Dataset entries
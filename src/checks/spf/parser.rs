//! Best-effort SPF record parser.
//!
//! Unlike an evaluator, the scorer wants to see every problem in a record, so
//! malformed terms are collected as [`RecordSyntaxError`]s and parsing continues.

use std::collections::HashSet;
use std::fmt;
use std::net::{Ipv4Addr, Ipv6Addr};

use crate::domain::is_valid_hostname;
use crate::error_handling::RecordSyntaxError;

/// Directive qualifier (RFC 7208 section 4.6.2).
#[derive(Debug, Clone, Copy, PartialEq, Eq)]
pub enum Qualifier {
    Pass,
    Fail,
    SoftFail,
    Neutral,
}

impl Qualifier {
    fn from_char(c: char) -> Option<Self> {
        match c {
            '+' => Some(Qualifier::Pass),
            '-' => Some(Qualifier::Fail),
            '~' => Some(Qualifier::SoftFail),
            '?' => Some(Qualifier::Neutral),
            _ => None,
        }
    }

    pub fn as_char(self) -> char {
        match self {
            Qualifier::Pass => '+',
            Qualifier::Fail => '-',
            Qualifier::SoftFail => '~',
            Qualifier::Neutral => '?',
        }
    }
}

impl fmt::Display for Qualifier {
    fn fmt(&self, f: &mut fmt::Formatter<'_>) -> fmt::Result {
        write!(f, "{}all", self.as_char())
    }
}

/// SPF mechanisms; only the parts the scorer inspects are kept.
#[derive(Debug, Clone, PartialEq, Eq)]
pub enum Mechanism {
    All,
    Include(String),
    A(Option<String>),
    Mx(Option<String>),
    Ptr(Option<String>),
    Ip4(Ipv4Addr, Option<u8>),
    Ip6(Ipv6Addr, Option<u8>),
    Exists(String),
}

impl Mechanism {
    /// Whether evaluating this mechanism costs one DNS lookup.
    pub fn costs_lookup(&self) -> bool {
        !matches!(self, Mechanism::All | Mechanism::Ip4(..) | Mechanism::Ip6(..))
    }
}

#[derive(Debug, Clone, PartialEq, Eq)]
pub struct Directive {
    pub qualifier: Qualifier,
    pub mechanism: Mechanism,
}

/// A parsed SPF record and everything wrong with it.
#[derive(Debug, Clone, PartialEq, Eq, Default)]
pub struct SpfRecord {
    pub directives: Vec<Directive>,
    pub redirect: Option<String>,
    pub explanation: Option<String>,
    pub errors: Vec<RecordSyntaxError>,
    /// Terms that repeat an earlier term, as written
    pub duplicates: Vec<String>,
}

/// Whether a TXT value is an SPF record (`v=spf1`, case-insensitive, alone or followed by a space).
pub fn is_spf(txt: &str) -> bool {
    let mut terms = txt.split_ascii_whitespace();
    terms
        .next()
        .is_some_and(|first| first.eq_ignore_ascii_case("v=spf1"))
}

const MECHANISMS: &[&str] = &["all", "include", "a", "mx", "ptr", "ip4", "ip6", "exists"];

impl SpfRecord {
    /// Parses every term after `v=spf1`.
    pub fn parse(record: &str) -> Self {
        let mut out = SpfRecord::default();
        let mut terms = record.split_ascii_whitespace();

        match terms.next() {
            Some(first) if first.eq_ignore_ascii_case("v=spf1") => {}
            Some(first) => {
                out.errors
                    .push(RecordSyntaxError::new(first, "record must start with v=spf1"));
                return out;
            }
            None => {
                out.errors
                    .push(RecordSyntaxError::new("", "empty record"));
                return out;
            }
        }

        let mut seen = HashSet::new();
        for term in terms {
            let key = term
                .trim_start_matches(['+', '-', '~', '?'])
                .to_ascii_lowercase();
            if !seen.insert(key) {
                out.duplicates.push(term.to_string());
            }

            if let Some((name, value)) = split_modifier(term) {
                out.modifier(term, name, value);
                continue;
            }
            match parse_directive(term) {
                Ok(directive) => out.directives.push(directive),
                Err(e) => out.errors.push(e),
            }
        }
        out
    }

    fn modifier(&mut self, term: &str, name: &str, value: &str) {
        if name.starts_with(['+', '-', '~', '?']) {
            self.errors.push(RecordSyntaxError::new(
                term,
                "qualifiers are not allowed on modifiers",
            ));
            return;
        }
        let is_redirect = name.eq_ignore_ascii_case("redirect");
        let slot = match name.to_ascii_lowercase().as_str() {
            "redirect" => &mut self.redirect,
            "exp" => &mut self.explanation,
            // Unknown modifiers are ignored (RFC 7208 section 6)
            _ => return,
        };
        if value.is_empty() {
            self.errors
                .push(RecordSyntaxError::new(term, "modifier requires a domain"));
        } else if is_redirect && !is_domain_spec(value) {
            self.errors
                .push(RecordSyntaxError::new(term, format!("invalid domain '{value}'")));
        } else if slot.is_some() {
            self.errors
                .push(RecordSyntaxError::new(term, "modifier appears more than once"));
        } else {
            *slot = Some(value.to_ascii_lowercase());
        }
    }

    /// Qualifier of the first `all` mechanism, if any.
    pub fn all(&self) -> Option<Qualifier> {
        self.directives
            .iter()
            .find(|d| d.mechanism == Mechanism::All)
            .map(|d| d.qualifier)
    }

    /// `include` targets in record order.
    pub fn includes(&self) -> impl Iterator<Item = &str> {
        self.directives.iter().filter_map(|d| match &d.mechanism {
            Mechanism::Include(target) => Some(target.as_str()),
            _ => None,
        })
    }

    pub fn has_ptr(&self) -> bool {
        self.directives
            .iter()
            .any(|d| matches!(d.mechanism, Mechanism::Ptr(_)))
    }
}

/// Splits `name=value` when `name` is not a mechanism. The name keeps any
/// qualifier so a misplaced one can be reported.
fn split_modifier(term: &str) -> Option<(&str, &str)> {
    let (name, value) = term.split_once('=')?;
    let bare = name.trim_start_matches(['+', '-', '~', '?']);
    if bare.is_empty()
        || !bare.chars().all(|c| c.is_ascii_alphanumeric() || c == '-' || c == '_' || c == '.')
        || !bare.starts_with(|c: char| c.is_ascii_alphabetic())
    {
        return None;
    }
    if MECHANISMS.contains(&bare.to_ascii_lowercase().as_str()) {
        return None;
    }
    Some((name, value))
}

fn parse_directive(term: &str) -> Result<Directive, RecordSyntaxError> {
    let err = |reason: &str| RecordSyntaxError::new(term, reason);

    let (qualifier, rest) = match term.chars().next().and_then(Qualifier::from_char) {
        Some(q) => (q, &term[1..]),
        None => (Qualifier::Pass, term),
    };

    let (name, arg) = match rest.find([':', '/']) {
        Some(pos) if rest[pos..].starts_with(':') => (&rest[..pos], Some(&rest[pos + 1..])),
        Some(pos) => (&rest[..pos], Some(&rest[pos..])),
        None => (rest, None),
    };

    let mechanism = match name.to_ascii_lowercase().as_str() {
        "all" => match arg {
            None => Mechanism::All,
            Some(_) => return Err(err("all takes no argument")),
        },
        "include" => Mechanism::Include(domain_spec("include", arg).map_err(|reason| err(&reason))?),
        "exists" => Mechanism::Exists(domain_spec("exists", arg).map_err(|reason| err(&reason))?),
        "a" => Mechanism::A(host_with_cidr(arg).map_err(|reason| err(&reason))?),
        "mx" => Mechanism::Mx(host_with_cidr(arg).map_err(|reason| err(&reason))?),
        "ptr" => Mechanism::Ptr(arg.filter(|a| !a.is_empty()).map(str::to_ascii_lowercase)),
        "ip4" => {
            let (addr, prefix) = split_prefix(arg.ok_or_else(|| err("ip4 requires an address"))?);
            let addr: Ipv4Addr = addr.parse().map_err(|_| err("invalid IPv4 address"))?;
            Mechanism::Ip4(addr, parse_cidr(prefix, 32).map_err(|reason| err(&reason))?)
        }
        "ip6" => {
            let (addr, prefix) = split_prefix(arg.ok_or_else(|| err("ip6 requires an address"))?);
            let addr: Ipv6Addr = addr.parse().map_err(|_| err("invalid IPv6 address"))?;
            Mechanism::Ip6(addr, parse_cidr(prefix, 128).map_err(|reason| err(&reason))?)
        }
        "" => return Err(err("empty mechanism")),
        _ => return Err(err("unknown mechanism")),
    };

    Ok(Directive {
        qualifier,
        mechanism,
    })
}

fn domain_spec(mechanism: &str, arg: Option<&str>) -> Result<String, String> {
    match arg.filter(|a| !a.is_empty() && !a.starts_with('/')) {
        None => Err(format!("{mechanism} requires a domain")),
        Some(domain) if is_domain_spec(domain) => Ok(domain.to_ascii_lowercase()),
        Some(domain) => Err(format!("invalid domain '{domain}'")),
    }
}

/// Hostname syntax, or a macro string left for the walker to report.
fn is_domain_spec(name: &str) -> bool {
    name.contains('%') || is_valid_hostname(name)
}

fn split_prefix(arg: &str) -> (&str, Option<&str>) {
    match arg.rsplit_once('/') {
        Some((addr, prefix)) => (addr, Some(prefix)),
        None => (arg, None),
    }
}

fn parse_cidr(prefix: Option<&str>, max: u8) -> Result<Option<u8>, String> {
    let Some(prefix) = prefix else {
        return Ok(None);
    };
    match prefix.parse::<u8>() {
        Ok(len) if len <= max => Ok(Some(len)),
        Ok(len) => Err(format!("CIDR length /{len} exceeds {max}")),
        Err(_) => Err(format!("invalid CIDR length '{prefix}'")),
    }
}

/// `a`/`mx` argument: optional host, then `/cidr4`, then `//cidr6`.
fn host_with_cidr(arg: Option<&str>) -> Result<Option<String>, String> {
    let Some(arg) = arg else {
        return Ok(None);
    };
    let (rest, cidr6) = match arg.split_once("//") {
        Some((rest, v6)) => (rest, Some(v6)),
        None => (arg, None),
    };
    parse_cidr(cidr6, 128)?;
    let (host, cidr4) = match rest.split_once('/') {
        Some((host, v4)) => (host, Some(v4)),
        None => (rest, None),
    };
    parse_cidr(cidr4, 32)?;
    if host.is_empty() {
        return Ok(None);
    }
    if !is_domain_spec(host) {
        return Err(format!("invalid domain '{host}'"));
    }
    Ok(Some(host.to_ascii_lowercase()))
}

[Task item]: The answer must consist of every line above that contains the word "invalid".

[The completed task]:
                .push(RecordSyntaxError::new(term, format!("invalid domain '{value}'")));
            let addr: Ipv4Addr = addr.parse().map_err(|_| err("invalid IPv4 address"))?;
            let addr: Ipv6Addr = addr.parse().map_err(|_| err("invalid IPv6 address"))?;
        Some(domain) => Err(format!("invalid domain '{domain}'")),
        Err(_) => Err(format!("invalid CIDR length '{prefix}'")),
        return Err(format!("invalid domain '{host}'"));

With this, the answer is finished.